EXERCISE DETAILS:
Scan the entries below, and for each line that includes the word "MAGENTA", make a copy.

Stored data entries:
//! Time-stamped MIDI events.

use crate::error::{Error, Result};
use crate::time::TimeValue;
use smallvec::SmallVec;

pub const NOTE_OFF: u8 = 0x80;
pub const NOTE_ON: u8 = 0x90;
pub const POLY_PRESSURE: u8 = 0xA0;
pub const CONTROL_CHANGE: u8 = 0xB0;
pub const PROGRAM_CHANGE: u8 = 0xC0;
pub const CHANNEL_PRESSURE: u8 = 0xD0;
pub const PITCH_BEND: u8 = 0xE0;
pub const SYSEX_START: u8 = 0xF0;
pub const SYSEX_END: u8 = 0xF7;

pub const CC_ALL_SOUND_OFF: u8 = 120;
pub const CC_ALL_NOTES_OFF: u8 = 123;

/// Wire bytes of one MIDI message; 3 bytes inline.
pub type MidiBytes = SmallVec<[u8; 3]>;

/// Length in bytes (status included) of a channel message, `None` for
/// anything that is not a channel status byte.
#[inline]
pub fn channel_message_length(status: u8) -> Option<usize> {
    match status & 0xF0 {
        NOTE_OFF | NOTE_ON | POLY_PRESSURE | CONTROL_CHANGE | PITCH_BEND => Some(3),
        PROGRAM_CHANGE | CHANNEL_PRESSURE => Some(2),
        _ => None,
    }
}

/// A MIDI message stamped with a time in exactly one domain.
#[derive(Debug, Clone, PartialEq)]
pub struct MidiEvent<T: TimeValue> {
    pub time: T,
    bytes: MidiBytes,
}

impl<T: TimeValue> MidiEvent<T> {
    /// Build from raw wire bytes, validating the status byte and length.
    ///
    /// Accepts channel messages and complete SysEx (`F0 .. F7`).
    pub fn from_bytes(time: T, bytes: &[u8]) -> Result<Self> {
        let Some(&status) = bytes.first() else {
            return Err(Error::InvalidMessage("empty message".into()));
        };
        if status < 0x80 {
            return Err(Error::InvalidMessage(format!(
                "missing status byte (first byte 0x{status:02X})"
            )));
        }
        if status == SYSEX_START {
            if bytes.len() < 2 || bytes[bytes.len() - 1] != SYSEX_END {
                return Err(Error::InvalidMessage("unterminated SysEx".into()));
            }
        } else {
            let Some(expected) = channel_message_length(status) else {
                return Err(Error::InvalidMessage(format!(
                    "unsupported status byte 0x{status:02X}"
                )));
            };
            if bytes.len() != expected {
                return Err(Error::InvalidMessage(format!(
                    "status 0x{status:02X} needs {expected} bytes, got {}",
                    bytes.len()
                )));
            }
        }
        let data_end = if status == SYSEX_START {
            bytes.len() - 1
        } else {
            bytes.len()
        };
        if bytes[1..data_end].iter().any(|b| *b >= 0x80) {
            return Err(Error::InvalidMessage("data byte with high bit set".into()));
        }
        Ok(Self {
            time,
            bytes: MidiBytes::from_slice(bytes),
        })
    }

    #[inline]
    fn channel_message(time: T, status: u8, channel: u8, data: &[u8]) -> Self {
        let mut bytes = MidiBytes::new();
        bytes.push(status | (channel & 0x0F));
        bytes.extend(data.iter().map(|b| b & 0x7F));
        Self { time, bytes }
    }

    #[inline]
    pub fn note_on(time: T, channel: u8, note: u8, velocity: u8) -> Self {
        Self::channel_message(time, NOTE_ON, channel, &[note, velocity])
    }

    #[inline]
    pub fn note_off(time: T, channel: u8, note: u8, velocity: u8) -> Self {
        Self::channel_message(time, NOTE_OFF, channel, &[note, velocity])
    }

    #[inline]
    pub fn control_change(time: T, channel: u8, controller: u8, value: u8) -> Self {
        Self::channel_message(time, CONTROL_CHANGE, channel, &[controller, value])
    }

    #[inline]
    pub fn program_change(time: T, channel: u8, program: u8) -> Self {
        Self::channel_message(time, PROGRAM_CHANGE, channel, &[program])
    }

    /// `bend` is centered on 8192.
    #[inline]
    pub fn pitch_bend(time: T, channel: u8, bend: u16) -> Self {
        Self::channel_message(
            time,
            PITCH_BEND,
            channel,
            &[(bend & 0x7F) as u8, ((bend >> 7) & 0x7F) as u8],
        )
    }

    #[inline]
    pub fn bytes(&self) -> &[u8] {
        &self.bytes
    }

    #[inline]
    pub fn status(&self) -> u8 {
        self.bytes[0]
    }

    /// Status nibble for channel messages (`0x80`..`0xE0`).
    #[inline]
    pub fn kind(&self) -> u8 {
        self.status() & 0xF0
    }

    #[inline]
    pub fn is_channel_message(&self) -> bool {
        channel_message_length(self.status()).is_some()
    }

    #[inline]
    pub fn channel(&self) -> Option<u8> {
        self.is_channel_message().then(|| self.status() & 0x0F)
    }

    #[inline]
    pub fn is_sysex(&self) -> bool {
        self.status() == SYSEX_START
    }

    #[inline]
    pub fn is_note_on(&self) -> bool {
        self.kind() == NOTE_ON && self.bytes[2] > 0
    }

    /// NoteOff, or NoteOn with velocity 0.
    #[inline]
    pub fn is_note_off(&self) -> bool {
        self.kind() == NOTE_OFF || (self.kind() == NOTE_ON && self.bytes[2] == 0)
    }

    #[inline]
    pub fn note(&self) -> Option<u8> {
        matches!(self.kind(), NOTE_ON | NOTE_OFF | POLY_PRESSURE).then(|| self.bytes[1])
    }

    #[inline]
    pub fn velocity(&self) -> Option<u8> {
        matches!(self.kind(), NOTE_ON | NOTE_OFF).then(|| self.bytes[2])
    }

    /// `(controller, value)` for control changes.
    #[inline]
    pub fn controller(&self) -> Option<(u8, u8)> {
        (self.kind() == CONTROL_CHANGE).then(|| (self.bytes[1], self.bytes[2]))
    }

    /// Same message at a different time, possibly in another domain.
    #[inline]
    pub fn with_time<U: TimeValue>(&self, time: U) -> MidiEvent<U> {
        MidiEvent {
            time,
            bytes: self.bytes.clone(),
        }
    }
}
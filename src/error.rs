//! Centralized error type for the miditape umbrella crate.
//!
//! Wraps all subsystem errors so `?` propagates naturally across crate boundaries.

use thiserror::Error;

#[derive(Error, Debug)]
pub enum Error {
    #[error(transparent)]
    Core(#[from] miditape_core::Error),

    #[error("SMF: {0}")]
    Smf(#[from] miditape_smf::Error),

    #[error(transparent)]
    Source(#[from] miditape_source::Error),

    #[error(transparent)]
    Io(#[from] std::io::Error),
}

pub type Result<T> = std::result::Result<T, Error>;
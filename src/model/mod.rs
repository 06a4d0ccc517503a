//! The electrochemical loss model
//!
//! [`PolarizationModel`] evaluates the semi-empirical single-cell model: the
//! open-circuit (Nernst) voltage and the three overpotential terms that are
//! subtracted from it. The sweep driver calls [`PolarizationModel::cell_voltage`]
//! once per sample — the model is responsible for the electrochemistry, the
//! sweep for the curve generation.
//!
//! # The three loss regions
//!
//! A polarization curve has three characteristic regions, each dominated by
//! one overpotential:
//!
//! - **Activation** (low i): slow electrode kinetics, logarithmic in i
//! - **Ohmic** (mid i): membrane/contact resistance, linear in i
//! - **Concentration** (i → i_lim): reactant starvation, divergent at i_lim
//!
//! Every operation is a pure function of the configuration and the current
//! density: no mutable session state, no I/O, no retry semantics.

// =================================================================================================
// Module Declarations
// =================================================================================================

pub mod polarization;

// =================================================================================================
// Public Re-exports
// =================================================================================================

pub use polarization::PolarizationModel;
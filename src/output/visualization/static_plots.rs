//! Static plot generation for polarization results
//!
//! This module uses the `plotters` library to generate high-quality static
//! images (PNG, SVG) of polarization curves, power-density curves, and the
//! per-region loss breakdown.
//!
//! # Features
//!
//! - **Direct PolarizationCurve support**: pass the sweep result as-is
//! - **High-quality output**: production-ready PNG and SVG images
//! - **Customizable**: PlotConfig for colors, labels, sizes
//!
//! # Example
//!
//! ```rust,ignore
//! use pemfc_rs::output::visualization::{plot_polarization_curve, plot_power_density};
//!
//! // Run sweep
//! let curve = CurrentSweep::linear(1.75, 100).run(&model)?;
//!
//! // Plot both curves
//! plot_polarization_curve(&curve, "polarization.png", None)?;
//! plot_power_density(&curve, "power.png", None)?;
//! ```
//!
//! # Example: Loss Breakdown
//!
//! ```rust,ignore
//! use pemfc_rs::output::visualization::{plot_loss_breakdown, PlotConfig};
//! use plotters::prelude::*;
//!
//! let mut config = PlotConfig::default();
//! config.title = "Where the voltage goes".to_string();
//! config.series_colors = Some(vec![RED, BLUE, GREEN]);
//!
//! plot_loss_breakdown(&curve, "losses.png", Some(&config))?;
//! ```

use plotters::prelude::*;
use std::error::Error;

// Import the result container from the physics module
use crate::physics::PolarizationCurve;

// =================================================================================================
// Configuration
// =================================================================================================

/// Configuration for customizing plots
///
/// # Fields
///
/// - `width`, `height`: Dimensions in pixels
/// - `title`: Plot title
/// - `xlabel`, `ylabel`: Axis labels
/// - `line_color`: Line color for single-series plots
/// - `series_colors`: Optional colors for multi-series plots (one per series)
/// - `background`: Background color
/// - `line_width`: Line thickness in pixels
/// - `show_grid`: Whether to show grid lines
///
/// # Example
///
/// ```rust,ignore
/// use plotters::prelude::*;
///
/// let mut config = PlotConfig::default();
/// config.title = "80 °C PEM Cell".to_string();
/// config.line_color = BLUE;
/// config.width = 1920;  // Full HD
/// config.height = 1080;
/// ```
#[derive(Clone)]
pub struct PlotConfig {
    /// Image width in pixels (default: 1024)
    pub width: u32,

    /// Image height in pixels (default: 768)
    pub height: u32,

    /// Plot title (default: "Polarization Curve")
    pub title: String,

    /// X-axis label (default: "Current Density (A/cm²)")
    pub xlabel: String,

    /// Y-axis label (default: "Cell Voltage (V)")
    pub ylabel: String,

    /// Line color for single-series plots (default: BLUE)
    pub line_color: RGBColor,

    /// Optional colors for multi-series plots (one per series)
    ///
    /// If None, uses default palette: [RED, BLUE, GREEN, MAGENTA, ...]
    pub series_colors: Option<Vec<RGBColor>>,

    /// Background color (default: WHITE)
    pub background: RGBColor,

    /// Line width in pixels (default: 2)
    pub line_width: u32,

    /// Show grid lines (default: true)
    pub show_grid: bool,
}

impl Default for PlotConfig {
    fn default() -> Self {
        Self {
            width: 1024,
            height: 768,
            title: "Polarization Curve".to_string(),
            xlabel: "Current Density (A/cm²)".to_string(),
            ylabel: "Cell Voltage (V)".to_string(),
            line_color: BLUE,
            series_colors: None,
            background: WHITE,
            line_width: 2,
            show_grid: true,
        }
    }
}

impl PlotConfig {
    /// Preset for the power-density curve
    pub fn power_density() -> Self {
        Self {
            title: "Power Density Curve".to_string(),
            ylabel: "Power Density (W/cm²)".to_string(),
            line_color: RGBColor(255, 140, 0), // Dark orange
            ..Default::default()
        }
    }

    /// Preset for the loss-breakdown plot
    pub fn loss_breakdown() -> Self {
        Self {
            title: "Overpotential Breakdown".to_string(),
            ylabel: "Voltage Loss (V)".to_string(),
            ..Default::default()
        }
    }

    /// Get color for series at index i
    ///
    /// Uses custom colors if provided, otherwise falls back to default palette
    fn get_series_color(&self, series_index: usize) -> RGBColor {
        if let Some(ref colors) = self.series_colors {
            if series_index < colors.len() {
                return colors[series_index];
            }
        }

        // Default palette
        let default_colors = [
            RED,
            BLUE,
            GREEN,
            MAGENTA,
            CYAN,
            BLACK,
            RGBColor(255, 165, 0), // Orange
            RGBColor(128, 0, 128), // Purple
        ];

        default_colors[series_index % default_colors.len()]
    }
}

// =================================================================================================
// Drawing Helpers
// =================================================================================================

/// Draw a single x/y series on any drawing area
fn draw_single_on_area<DB: DrawingBackend>(
    root: &DrawingArea<DB, plotters::coord::Shift>,
    x_serie: &[f64],
    y_serie: &[f64],
    config: &PlotConfig,
) -> Result<(), Box<dyn Error>>
where
    <DB as DrawingBackend>::ErrorType: 'static,
{
    // Find ranges for axes
    let max_x = x_serie.iter().cloned().fold(f64::NEG_INFINITY, f64::max);
    let max_y = y_serie.iter().cloned().fold(f64::NEG_INFINITY, f64::max);
    let min_y = y_serie.iter().cloned().fold(f64::INFINITY, f64::min);

    // Build margins (10% space), never below zero for voltage/power axes
    let y_range = max_y - min_y;
    let y_min = (min_y - 0.1 * y_range).max(0.0);
    let y_max = max_y + 0.1 * y_range;

    root.fill(&config.background)?;

    // Create chart
    let mut chart = ChartBuilder::on(root)
        .caption(&config.title, ("sans-serif", 40.0).into_font())
        .margin(15)
        .x_label_area_size(50)
        .y_label_area_size(70)
        .build_cartesian_2d(0.0..max_x, y_min..y_max)?;

    // Configure mesh
    let mut mesh = chart.configure_mesh();
    mesh.x_desc(&config.xlabel).y_desc(&config.ylabel);

    if config.show_grid {
        mesh.draw()?;
    } else {
        mesh.disable_mesh().draw()?;
    }

    // Draw curve
    chart.draw_series(LineSeries::new(
        x_serie.iter().zip(y_serie.iter()).map(|(x, y)| (*x, *y)),
        config.line_color.stroke_width(config.line_width),
    ))?;

    root.present()?;
    Ok(())
}

/// Draw several labeled y-series over a shared x axis on any drawing area
fn draw_multi_on_area<DB: DrawingBackend>(
    root: &DrawingArea<DB, plotters::coord::Shift>,
    x_serie: &[f64],
    y_series: &[Vec<f64>],
    series_names: &[&str],
    config: &PlotConfig,
) -> Result<(), Box<dyn Error>>
where
    <DB as DrawingBackend>::ErrorType: 'static,
{
    let n_series = y_series.len();

    // Find global ranges
    let max_x = x_serie.iter().cloned().fold(f64::NEG_INFINITY, f64::max);
    let mut max_y = f64::NEG_INFINITY;
    let mut min_y = f64::INFINITY;

    for serie in y_series {
        for &y in serie {
            max_y = max_y.max(y);
            min_y = min_y.min(y);
        }
    }

    let y_range = max_y - min_y;
    let y_min = (min_y - 0.1 * y_range).max(0.0);
    let y_max = max_y + 0.1 * y_range;

    root.fill(&config.background)?;

    // Create chart
    let mut chart = ChartBuilder::on(root)
        .caption(&config.title, ("sans-serif", 40.0).into_font())
        .margin(15)
        .x_label_area_size(50)
        .y_label_area_size(70)
        .build_cartesian_2d(0.0..max_x, y_min..y_max)?;

    // Configure mesh
    let mut mesh = chart.configure_mesh();
    mesh.x_desc(&config.xlabel).y_desc(&config.ylabel);

    if config.show_grid {
        mesh.draw()?;
    } else {
        mesh.disable_mesh().draw()?;
    }

    // Draw lines for each series
    for i in 0..n_series {
        let color = config.get_series_color(i);
        chart
            .draw_series(LineSeries::new(
                x_serie.iter().zip(y_series[i].iter()).map(|(x, y)| (*x, *y)),
                color.stroke_width(config.line_width),
            ))?
            .label(series_names[i])
            .legend(move |(x, y)| {
                PathElement::new(vec![(x, y), (x + 20, y)], color.stroke_width(config.line_width))
            });
    }

    // Draw legend
    chart
        .configure_series_labels()
        .background_style(WHITE.mix(0.8))
        .border_style(BLACK)
        .draw()?;

    root.present()?;
    Ok(())
}

/// Dispatch to PNG or SVG backend based on the output extension
fn plot_single(
    x_serie: &[f64],
    y_serie: &[f64],
    output_path: &str,
    config: &PlotConfig,
) -> Result<(), Box<dyn Error>> {
    if output_path.ends_with(".svg") {
        let root = SVGBackend::new(output_path, (config.width, config.height)).into_drawing_area();
        draw_single_on_area(&root, x_serie, y_serie, config)
    } else {
        let root =
            BitMapBackend::new(output_path, (config.width, config.height)).into_drawing_area();
        draw_single_on_area(&root, x_serie, y_serie, config)
    }
}

// =================================================================================================
// Plotting Functions
// =================================================================================================

/// Plot the polarization curve (cell voltage vs current density)
///
/// # Arguments
///
/// * `curve` - Computed polarization curve
/// * `output_path` - Output file path (.png or .svg)
/// * `config` - Optional PlotConfig (uses defaults if None)
///
/// # Errors
///
/// Returns error if the curve is empty, the file cannot be written, or
/// plotting fails.
///
/// # Example
///
/// ```rust,ignore
/// plot_polarization_curve(&curve, "polarization.png", None)?;
/// ```
pub fn plot_polarization_curve(
    curve: &PolarizationCurve,
    output_path: &str,
    config: Option<&PlotConfig>,
) -> Result<(), Box<dyn Error>> {
    if curve.is_empty() {
        return Err("Empty curve: nothing to plot".into());
    }

    let owned_config = config.cloned().unwrap_or_default();

    let currents = curve.current_densities();
    let voltages = curve.cell_voltages();

    plot_single(
        currents.as_slice(),
        voltages.as_slice(),
        output_path,
        &owned_config,
    )
}

/// Plot the power-density curve (power density vs current density)
///
/// # Example
///
/// ```rust,ignore
/// plot_power_density(&curve, "power.png", None)?;
/// ```
pub fn plot_power_density(
    curve: &PolarizationCurve,
    output_path: &str,
    config: Option<&PlotConfig>,
) -> Result<(), Box<dyn Error>> {
    if curve.is_empty() {
        return Err("Empty curve: nothing to plot".into());
    }

    let owned_config = config.cloned().unwrap_or_else(PlotConfig::power_density);

    let currents = curve.current_densities();
    let powers = curve.power_densities();

    plot_single(
        currents.as_slice(),
        powers.as_slice(),
        output_path,
        &owned_config,
    )
}

/// Plot the three overpotential terms overlaid against current density
///
/// Shows at a glance which loss region dominates where: activation at low
/// current, ohmic in the middle, concentration near the limiting current.
///
/// # Example
///
/// ```rust,ignore
/// plot_loss_breakdown(&curve, "losses.png", None)?;
/// ```
pub fn plot_loss_breakdown(
    curve: &PolarizationCurve,
    output_path: &str,
    config: Option<&PlotConfig>,
) -> Result<(), Box<dyn Error>> {
    if curve.is_empty() {
        return Err("Empty curve: nothing to plot".into());
    }

    let owned_config = config.cloned().unwrap_or_else(PlotConfig::loss_breakdown);

    let currents = curve.current_densities();
    let series = [
        curve.activation_losses().iter().cloned().collect::<Vec<_>>(),
        curve.ohmic_losses().iter().cloned().collect::<Vec<_>>(),
        curve.concentration_losses().iter().cloned().collect::<Vec<_>>(),
    ];
    let names = ["Activation", "Ohmic", "Concentration"];

    if output_path.ends_with(".svg") {
        let root = SVGBackend::new(output_path, (owned_config.width, owned_config.height))
            .into_drawing_area();
        draw_multi_on_area(&root, currents.as_slice(), &series, &names, &owned_config)
    } else {
        let root = BitMapBackend::new(output_path, (owned_config.width, owned_config.height))
            .into_drawing_area();
        draw_multi_on_area(&root, currents.as_slice(), &series, &names, &owned_config)
    }
}

// =================================================================================================
// Tests
// =================================================================================================
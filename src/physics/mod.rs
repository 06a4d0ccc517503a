//! Core physical types
//!
//! This module provides the data model shared by the rest of the crate:
//!
//! - **Operating Configuration**: immutable physical and operating parameters
//! - **Curve Point / Polarization Curve**: the computed results
//! - **Model Error**: typed failure kinds
//!
//! # Architecture
//!
//! The configuration is **separate from the model**:
//! - `OperatingConfiguration` holds the parameters (the conditions)
//! - `PolarizationModel` evaluates the electrochemistry under them
//!
//! This separation keeps every curve point in one run computed under
//! identical, never-mutated conditions, and makes the model trivially
//! testable: build a configuration, hand it to the model, compare numbers.
//!
//! # Example
//!
//! ```rust
//! use pemfc_rs::physics::OperatingConfiguration;
//!
//! let config = OperatingConfiguration::default()
//!     .with_temperature(353.15)
//!     .with_pressures(3.0, 3.0);
//!
//! assert!(config.validate().is_ok());
//! ```

// module declaration
pub mod config;
pub mod constants;
pub mod curve;
pub mod error;

// re-export commonly used types for convenience
pub use config::OperatingConfiguration;
pub use curve::{CurvePoint, PolarizationCurve};
pub use error::{ModelError, ModelResult};
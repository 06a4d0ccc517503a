//! Common utilities for integration tests

pub mod test_helpers;

// Re-export commonly used items
pub use test_helpers::{relative_error, typical_configuration, typical_model};
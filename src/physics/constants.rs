//! Physical constants and numerical tolerances
//!
//! Universal constants used by the electrochemical model, plus the
//! numerical-stability epsilon applied to the Tafel logarithm.

// =================================================================================================
// Universal Constants
// =================================================================================================

/// Ideal gas constant R \[J/(mol·K)\]
pub const GAS_CONSTANT: f64 = 8.314;

/// Faraday constant F \[C/mol\]
pub const FARADAY_CONSTANT: f64 = 96_485.0;

/// Electrons transferred per H₂ molecule in the overall cell reaction
pub const ELECTRONS_PER_REACTION: f64 = 2.0;

// =================================================================================================
// Standard State
// =================================================================================================

/// Standard reference temperature \[K\] (25 °C)
pub const STANDARD_TEMPERATURE: f64 = 298.15;

/// Standard reversible cell potential at 25 °C \[V\]
pub const STANDARD_REVERSIBLE_VOLTAGE: f64 = 1.229;

/// Linearized temperature coefficient of the reversible potential \[V/K\]
///
/// dE/dT for the H₂/O₂ reaction; the reversible voltage drops slightly as
/// the cell heats up.
pub const TEMPERATURE_COEFFICIENT: f64 = 0.85e-3;

// =================================================================================================
// Numerical Tolerances
// =================================================================================================

/// Lower clamp for the i/i₀ ratio inside the Tafel logarithm.
///
/// Keeps ln(i/i₀) finite when i is many orders of magnitude below the
/// exchange current density. This is a numerical-stability policy, not a
/// physical statement: the activation loss is separately clamped to ≥ 0,
/// so the clamp value never leaks into results.
pub const LOG_RATIO_EPSILON: f64 = 1e-12;

// =================================================================================================
// Tests
// =================================================================================================

#[cfg(test)]
mod tests {
    use super::*;

    #[test]
    fn test_thermal_voltage_magnitude() {
        // RT/2F at standard temperature is ~12.8 mV; a gross constant typo
        // would show up here immediately.
        let rt_2f = GAS_CONSTANT * STANDARD_TEMPERATURE
            / (ELECTRONS_PER_REACTION * FARADAY_CONSTANT);
        assert!(rt_2f > 0.012 && rt_2f < 0.014, "RT/2F = {}", rt_2f);
    }

    #[test]
    fn test_epsilon_is_small_and_positive() {
        assert!(LOG_RATIO_EPSILON > 0.0);
        assert!(LOG_RATIO_EPSILON < 1e-6);
    }
}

SOLUTION FOR THIS EXERCISE:
    /// If None, uses default palette: [RED, BLUE, GREEN, MAGENTA, ...]
            MAGENTA,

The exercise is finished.